### Your objective
Look through the listing for the string "application" and copy out every line that holds it.

### Input material
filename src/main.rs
#![deny(clippy::implicit_return)]
#![allow(clippy::needless_return)]

mod application;
mod configuration;
mod domain;
mod infrastructure;

use std::env;
use std::process;

use anyhow::Error;
use anyhow::Result;
use owo_colors::OwoColorize;
use tokio::sync::mpsc;
use tokio::task;

use crate::application::cli;
use crate::application::shell;
use crate::configuration::Config;
use crate::configuration::ConfigKey;
use crate::domain::models::Action;
use crate::domain::models::Event;
use crate::domain::services::Assistant;
use crate::infrastructure::backends::BackendManager;
use crate::infrastructure::hosts::HostManager;

fn handle_error(err: Error) {
    eprintln!(
        "{}",
        format!(
            "Oh no! Mitron has failed with the following app version and error.\n\nVersion: {}\nError: {}",
            env!("CARGO_PKG_VERSION"),
            err
        )
        .red()
    );

    let backtrace = err.backtrace();
    if backtrace.to_string() == "disabled backtrace" {
        let args = env::args().collect::<Vec<String>>().join(" ");
        eprintln!("\nRunning the following can help explain further what the issue is:");
        eprintln!("\nRUST_BACKTRACE=1 {args}");
    } else {
        eprintln!("\n{}", backtrace);
    }

    process::exit(1);
}

async fn start() -> Result<()> {
    let assistant_config = Config::assistant_config().await?;

    let (action_tx, action_rx) = mpsc::unbounded_channel::<Action>();
    let (event_tx, event_rx) = mpsc::unbounded_channel::<Event>();

    let assistant = Assistant::new(
        BackendManager::get(),
        HostManager::detect(),
        assistant_config,
        event_tx,
    );

    let session_id = Config::get(ConfigKey::SessionID);
    if !session_id.is_empty() {
        action_tx.send(Action::LoadSession(session_id))?;
    }

    let mut background_futures = task::JoinSet::new();
    background_futures.spawn(async move {
        return assistant.run(action_rx).await;
    });

    let shell_future = shell::start(action_tx, event_rx);

    let res = tokio::select!(
        res = background_futures.join_next() => match res {
            Some(Ok(res)) => res,
            Some(Err(err)) => Err(err.into()),
            None => Ok(()),
        },
        res = shell_future => res,
    );

    return res;
}

#[tokio::main]
async fn main() {
    std::panic::set_hook(Box::new(|panic_info| {
        better_panic::Settings::auto().create_panic_handler()(panic_info);
    }));

    let debug_log_dir = env::var("MITRON_LOG_DIR").unwrap_or_else(|_| {
        return dirs::cache_dir()
            .unwrap_or_else(env::temp_dir)
            .join("mitron")
            .to_string_lossy()
            .to_string();
    });

    let file_appender = tracing_appender::rolling::never(debug_log_dir, "debug.log");
    let (writer, _guard) = tracing_appender::non_blocking(file_appender);
    if env::var("RUST_LOG")
        .unwrap_or_else(|_| return "".to_string())
        .contains("mitron")
    {
        tracing_subscriber::fmt()
            .json()
            .with_env_filter(tracing_subscriber::EnvFilter::from_default_env())
            .with_writer(writer)
            .init();
    }

    match cli::parse().await {
        Ok(true) => {}
        Ok(false) => process::exit(0),
        Err(err) => {
            handle_error(err);
            return;
        }
    }

    if let Err(err) = start().await {
        handle_error(err);
    }

    process::exit(0);
}
#[cfg(test)]
#[path = "player_test.rs"]
mod tests;

use std::path::Path;

use anyhow::bail;
use anyhow::Result;
use async_trait::async_trait;
use tokio::process::Command;
use tokio_util::sync::CancellationToken;
use uuid::Uuid;

use super::CommandTemplate;
use crate::domain::models::AudioPlayer;

/// Runs `child` to completion, killing it as soon as `cancel` fires.
/// Cancellation is not an error.
pub async fn run_cancellable(mut cmd: Command, cancel: CancellationToken) -> Result<()> {
    let mut child = cmd.spawn()?;

    tokio::select! {
        status = child.wait() => {
            let status = status?;
            if !status.success() {
                bail!(format!("Process exited with {status}"));
            }
        }
        _ = cancel.cancelled() => {
            child.kill().await?;
        }
    }

    return Ok(());
}

/// Plays backend audio through an external player, e.g. `mpv --no-video {file}`.
pub struct CommandPlayer {
    command: CommandTemplate,
}

impl CommandPlayer {
    pub fn new(command: CommandTemplate) -> CommandPlayer {
        return CommandPlayer { command };
    }

    async fn play_file(&self, path: &Path, cancel: CancellationToken) -> Result<()> {
        let file = path.to_string_lossy().to_string();
        let mut cmd = self.command.command(&[("file", file.to_string())]);
        if !self.command.uses("file") {
            cmd.arg(&file);
        }

        return run_cancellable(cmd, cancel).await;
    }
}

#[async_trait]
impl AudioPlayer for CommandPlayer {
    #[allow(clippy::implicit_return)]
    async fn play(&self, audio: Vec<u8>, cancel: CancellationToken) -> Result<()> {
        let path = std::env::temp_dir().join(format!("mitron-{}.mp3", Uuid::new_v4()));
        tokio::fs::write(&path, audio).await?;

        let res = self.play_file(&path, cancel).await;

        if let Err(err) = tokio::fs::remove_file(&path).await {
            tracing::debug!(error = ?err, path = ?path, "Failed to remove audio clip");
        }

        return res;
    }
}
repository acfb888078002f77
pub mod models;
pub mod services;
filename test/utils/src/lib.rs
/// History listing as the farm assistant server returns it. The second row
/// carries only the fields older servers send.
pub fn history_list_fixture() -> &'static str {
    return r#"
[
    {"id": "s1", "title": "Paddy pests", "date": "2024-03-01T10:00:00", "preview": "Use neem oil"},
    {"id": "s2", "date": null, "preview": "Empty chat"}
]
"#
    .trim();
}

/// Stored transcript for session `s1`.
pub fn transcript_fixture() -> &'static str {
    return r#"
{
    "id": "s1",
    "userId": "farmer_1",
    "messages": [
        {"content": "Hi", "role": "user", "timestamp": "2024-03-01T10:00:00.123000"},
        {"content": "Hello farmer", "role": "assistant"}
    ]
}
"#
    .trim();
}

### Response box
mod application;
use crate::application::cli;
use crate::application::shell;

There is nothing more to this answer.